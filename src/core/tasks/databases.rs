//! PostgreSQL roles and databases.
//!
//! Every operation is a single command run as the `postgres` superuser,
//! without existence checks. A failure surfaces as `remote.command_failed`.

use crate::error::Result;
use crate::output::Outcome;
use crate::registry::{param, ParamSpec, TaskSpec};
use crate::session::Session;
use crate::utils::shell::quote_arg;
use crate::utils::validation::require_sql_identifier;

const SUPERUSER: &str = "postgres";

/// Quote a value as an SQL string literal.
fn sql_literal(value: &str) -> String {
    format!("'{}'", value.replace('\'', "''"))
}

/// Login role that may create databases but not roles.
pub fn create_postgres_user(s: &mut Session<'_>, username: &str, password: &str) -> Result<Outcome> {
    let username = require_sql_identifier(username, "username")?;
    let sql = format!(
        "CREATE ROLE {} PASSWORD {} NOSUPERUSER CREATEDB NOCREATEROLE INHERIT LOGIN;",
        username,
        sql_literal(password)
    );
    s.sudo_as(&format!("psql -c {}", quote_arg(&sql)), SUPERUSER)?;
    Ok(Outcome::Completed)
}

pub fn delete_postgres_user(s: &mut Session<'_>, username: &str) -> Result<Outcome> {
    let username = require_sql_identifier(username, "username")?;
    s.sudo_as(&format!("dropuser {}", username), SUPERUSER)?;
    Ok(Outcome::Completed)
}

/// UTF8 database cloned from `template0`, owned by `owner`.
pub fn create_postgres_db(s: &mut Session<'_>, owner: &str, dbname: &str) -> Result<Outcome> {
    let owner = require_sql_identifier(owner, "owner")?;
    let dbname = require_sql_identifier(dbname, "dbname")?;
    s.sudo_as(
        &format!("createdb -E UTF8 -T template0 -O {} {}", owner, dbname),
        SUPERUSER,
    )?;
    Ok(Outcome::Completed)
}

pub fn drop_postgres_db(s: &mut Session<'_>, dbname: &str) -> Result<Outcome> {
    let dbname = require_sql_identifier(dbname, "dbname")?;
    s.sudo_as(&format!("dropdb {}", dbname), SUPERUSER)?;
    Ok(Outcome::Completed)
}

const CREATE_USER_PARAMS: &[ParamSpec] = &[
    param("username", None, "Role name"),
    param("password", None, "Role password"),
];

const USER_PARAMS: &[ParamSpec] = &[param("username", None, "Role name")];

const CREATE_DB_PARAMS: &[ParamSpec] = &[
    param("owner", None, "Owning role"),
    param("dbname", None, "Database name"),
];

const DB_PARAMS: &[ParamSpec] = &[param("dbname", None, "Database name")];

pub fn tasks() -> Vec<TaskSpec> {
    vec![
        TaskSpec {
            name: "create_postgres_user",
            domain: "databases",
            summary: "Create a login role with CREATEDB",
            params: CREATE_USER_PARAMS,
            runner: |s, a| create_postgres_user(s, a.require("username")?, a.require("password")?),
        },
        TaskSpec {
            name: "delete_postgres_user",
            domain: "databases",
            summary: "Drop a role",
            params: USER_PARAMS,
            runner: |s, a| delete_postgres_user(s, a.require("username")?),
        },
        TaskSpec {
            name: "create_postgres_db",
            domain: "databases",
            summary: "Create a UTF8 database from template0",
            params: CREATE_DB_PARAMS,
            runner: |s, a| create_postgres_db(s, a.require("owner")?, a.require("dbname")?),
        },
        TaskSpec {
            name: "drop_postgres_db",
            domain: "databases",
            summary: "Drop a database",
            params: DB_PARAMS,
            runner: |s, a| drop_postgres_db(s, a.require("dbname")?),
        },
    ]
}

#[cfg(test)]
mod tests {
    use super::*;

    #[test]
    fn sql_literal_doubles_quotes() {
        assert_eq!(sql_literal("pw123"), "'pw123'");
        assert_eq!(sql_literal("it's"), "'it''s'");
    }
}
----
◆ **WHAT YOU WILL DO**
The records above are to be transcribed exactly, with nothing left out.

◆ **EXERCISE SOLUTION**
filename src/core/tasks/databases.rs
//! PostgreSQL roles and databases.
//!
//! Every operation is a single command run as the `postgres` superuser,
//! without existence checks. A failure surfaces as `remote.command_failed`.

use crate::error::Result;
use crate::output::Outcome;
use crate::registry::{param, ParamSpec, TaskSpec};
use crate::session::Session;
use crate::utils::shell::quote_arg;
use crate::utils::validation::require_sql_identifier;

const SUPERUSER: &str = "postgres";

/// Quote a value as an SQL string literal.
fn sql_literal(value: &str) -> String {
    format!("'{}'", value.replace('\'', "''"))
}

/// Login role that may create databases but not roles.
pub fn create_postgres_user(s: &mut Session<'_>, username: &str, password: &str) -> Result<Outcome> {
    let username = require_sql_identifier(username, "username")?;
    let sql = format!(
        "CREATE ROLE {} PASSWORD {} NOSUPERUSER CREATEDB NOCREATEROLE INHERIT LOGIN;",
        username,
        sql_literal(password)
    );
    s.sudo_as(&format!("psql -c {}", quote_arg(&sql)), SUPERUSER)?;
    Ok(Outcome::Completed)
}

pub fn delete_postgres_user(s: &mut Session<'_>, username: &str) -> Result<Outcome> {
    let username = require_sql_identifier(username, "username")?;
    s.sudo_as(&format!("dropuser {}", username), SUPERUSER)?;
    Ok(Outcome::Completed)
}

/// UTF8 database cloned from `template0`, owned by `owner`.
pub fn create_postgres_db(s: &mut Session<'_>, owner: &str, dbname: &str) -> Result<Outcome> {
    let owner = require_sql_identifier(owner, "owner")?;
    let dbname = require_sql_identifier(dbname, "dbname")?;
    s.sudo_as(
        &format!("createdb -E UTF8 -T template0 -O {} {}", owner, dbname),
        SUPERUSER,
    )?;
    Ok(Outcome::Completed)
}

pub fn drop_postgres_db(s: &mut Session<'_>, dbname: &str) -> Result<Outcome> {
    let dbname = require_sql_identifier(dbname, "dbname")?;
    s.sudo_as(&format!("dropdb {}", dbname), SUPERUSER)?;
    Ok(Outcome::Completed)
}

const CREATE_USER_PARAMS: &[ParamSpec] = &[
    param("username", None, "Role name"),
    param("password", None, "Role password"),
];

const USER_PARAMS: &[ParamSpec] = &[param("username", None, "Role name")];

const CREATE_DB_PARAMS: &[ParamSpec] = &[
    param("owner", None, "Owning role"),
    param("dbname", None, "Database name"),
];

const DB_PARAMS: &[ParamSpec] = &[param("dbname", None, "Database name")];

pub fn tasks() -> Vec<TaskSpec> {
    vec![
        TaskSpec {
            name: "create_postgres_user",
            domain: "databases",
            summary: "Create a login role with CREATEDB",
            params: CREATE_USER_PARAMS,
            runner: |s, a| create_postgres_user(s, a.require("username")?, a.require("password")?),
        },
        TaskSpec {
            name: "delete_postgres_user",
            domain: "databases",
            summary: "Drop a role",
            params: USER_PARAMS,
            runner: |s, a| delete_postgres_user(s, a.require("username")?),
        },
        TaskSpec {
            name: "create_postgres_db",
            domain: "databases",
            summary: "Create a UTF8 database from template0",
            params: CREATE_DB_PARAMS,
            runner: |s, a| create_postgres_db(s, a.require("owner")?, a.require("dbname")?),
        },
        TaskSpec {
            name: "drop_postgres_db",
            domain: "databases",
            summary: "Drop a database",
            params: DB_PARAMS,
            runner: |s, a| drop_postgres_db(s, a.require("dbname")?),
        },
    ]
}

#[cfg(test)]
mod tests {
    use super::*;

    #[test]
    fn sql_literal_doubles_quotes() {
        assert_eq!(sql_literal("pw123"), "'pw123'");
        assert_eq!(sql_literal("it's"), "'it''s'");
    }
}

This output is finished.